Как бы там ни было, я считаю, что существует ряд вполне конкретных пунктов, значимых в равной степени как для кино, так и для литературы. Я бы, например, хотел поучаствовать в некоторых битвах. Назову лишь их темы, сохранив за собой право развить их когда-нибудь впоследствии. Первый бой я бы дал диалекту — нестерпимо крикливым диалогам, которые встречаются во многих фильмах, в том числе и в хороших; я бы выступил против переоценки диалектальной поэзии в некоторых литературных кругах. Затем я бы дал бой Риму и Неаполю. Уже надоело видеть эти города с самыми разными приправами. Рим и Неаполь малоинтересны; у нас есть города значительно более современные, красивые, впечатляющие: для меня это Вогера, Савона, Гроссето, Ровиго и т. д. Наконец, я хотел бы защитить создание хорошей приключенческой прозы и хорошего приключенческого кино. В Италии никогда не было ни того, ни другого. Приключенческая проза — это единственно возможная популярная проза; и приключенческое кино — это единственно возможное популярное кино. Вероятно, я еще вернусь к этому разговору: все эти вещи хорошо было бы осуществить на деле, потребность же в теоретизировании возникает тогда, когда мы не знаем, как это сделать.

Перевод А. Аловой

Франко Фортини5

Неореализм получил бы, мне думается, лучшее историко-критическое определение, если бы его называли неопопулизмом, ибо он выражает видение действительности, основывающееся на примате «народного», с его «придаточными» регионализма и диалекта, элементами революционного и христианского социализма, натурализма, позитивистского веризма, гуманности. Реализм указывает, на мой взгляд, на другое: я воспринимаю его в истолковании Лукача и стремился бы соотнести его с понятием ценности. Чтобы быть более точным, реализм является средством эстетико-критического исследования, рабочей гипо тезой, исходя из которой мы пытаемся давать оценку художественным произведениям. Поэтому я могу сказать (с той оговоркой, что мы здесь пользуемся готовыми формулами), что лучшие неопопулистские фильмы и романы тяготеют к реализму и в некоторых случаях до него поднимаются, отталкиваясь от недостаточной для его достижения поэтики. Поэтики, которая точно соответствовала событиям, атмосфере, общественному мнению периода, последовавшего за Освобождением, запутанного и смутного, проникнутого страстной, но расплывчатой жаждой обновления, когда идеалы прогресса дофашистского мира сталкивались с конвейерным производством танков «Шерман» и атомной бомбы.

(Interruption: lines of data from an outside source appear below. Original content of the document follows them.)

//! Wire protocol helpers for zxlink host↔device communication.
//!
//! Two protocols share one serial link:
//!
//! - the firmware's **line-command** protocol: a request line terminated
//!   by `\r`, answered with one JSON value per line ([`encode_request`],
//!   [`decode_response`]);
//! - the MicroPython **raw REPL**, driven with control bytes
//!   ([`control`]) and fed generated scripts ([`script`]) whose file
//!   uploads are split into independently encoded [`Chunk`]s.
//!
//! Everything here is pure and synchronous; I/O lives in `zxlink`.

mod chunk;
mod codec;
pub mod control;
pub mod script;

pub use chunk::{CHUNK_SIZE, Chunk, escape_literal};
pub use codec::{Param, ResponseError, decode_response, encode_param, encode_request};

Вся полемика сил политической и литературной реставрации против неореализма ошибочна, ибо исходит из отказа от демократического наследия, которое передается нам сначала от романтиков, а потом от веристов прошлого века, а следовательно, из отказа — молчаливого — также и от великого реализма; но в ней есть смысл в той мере, в какой она обнаруживает в неореализме слабости натурализма, позитивизма, сентиментализма.

В кино плодом неопопулистской поэтики, достигающей реализма как ценности, является фильм «Похитители велосипедов». Ценность фильма заключается в соединении изобразительной техники с действительностью широких слоев итальянцев (людей, почти всех нас), которые в одно и то же время верят и не верят в небесные силы, осознанно страдают от несправедливости других людей и собственной виновности, живут в одно и то же время как угнетенные (отказ в справедливости) и как угнетатели (кража и наказание в финале). В литературе аналогичный разговор невозможен, хотя по крайней мере частично, одна книга, «Луна и костры»7, представляет собой пример преодоления литературного неопопулизма и послевоенной путаницы в том, что относится к интерпретации личной судьбы (история сироты) и общественных событий (провинциальная Италия и современный мир, Америка). Мне приходят на ум также некоторые рассказы Кассолы8, но не стоит называть отдельные имена.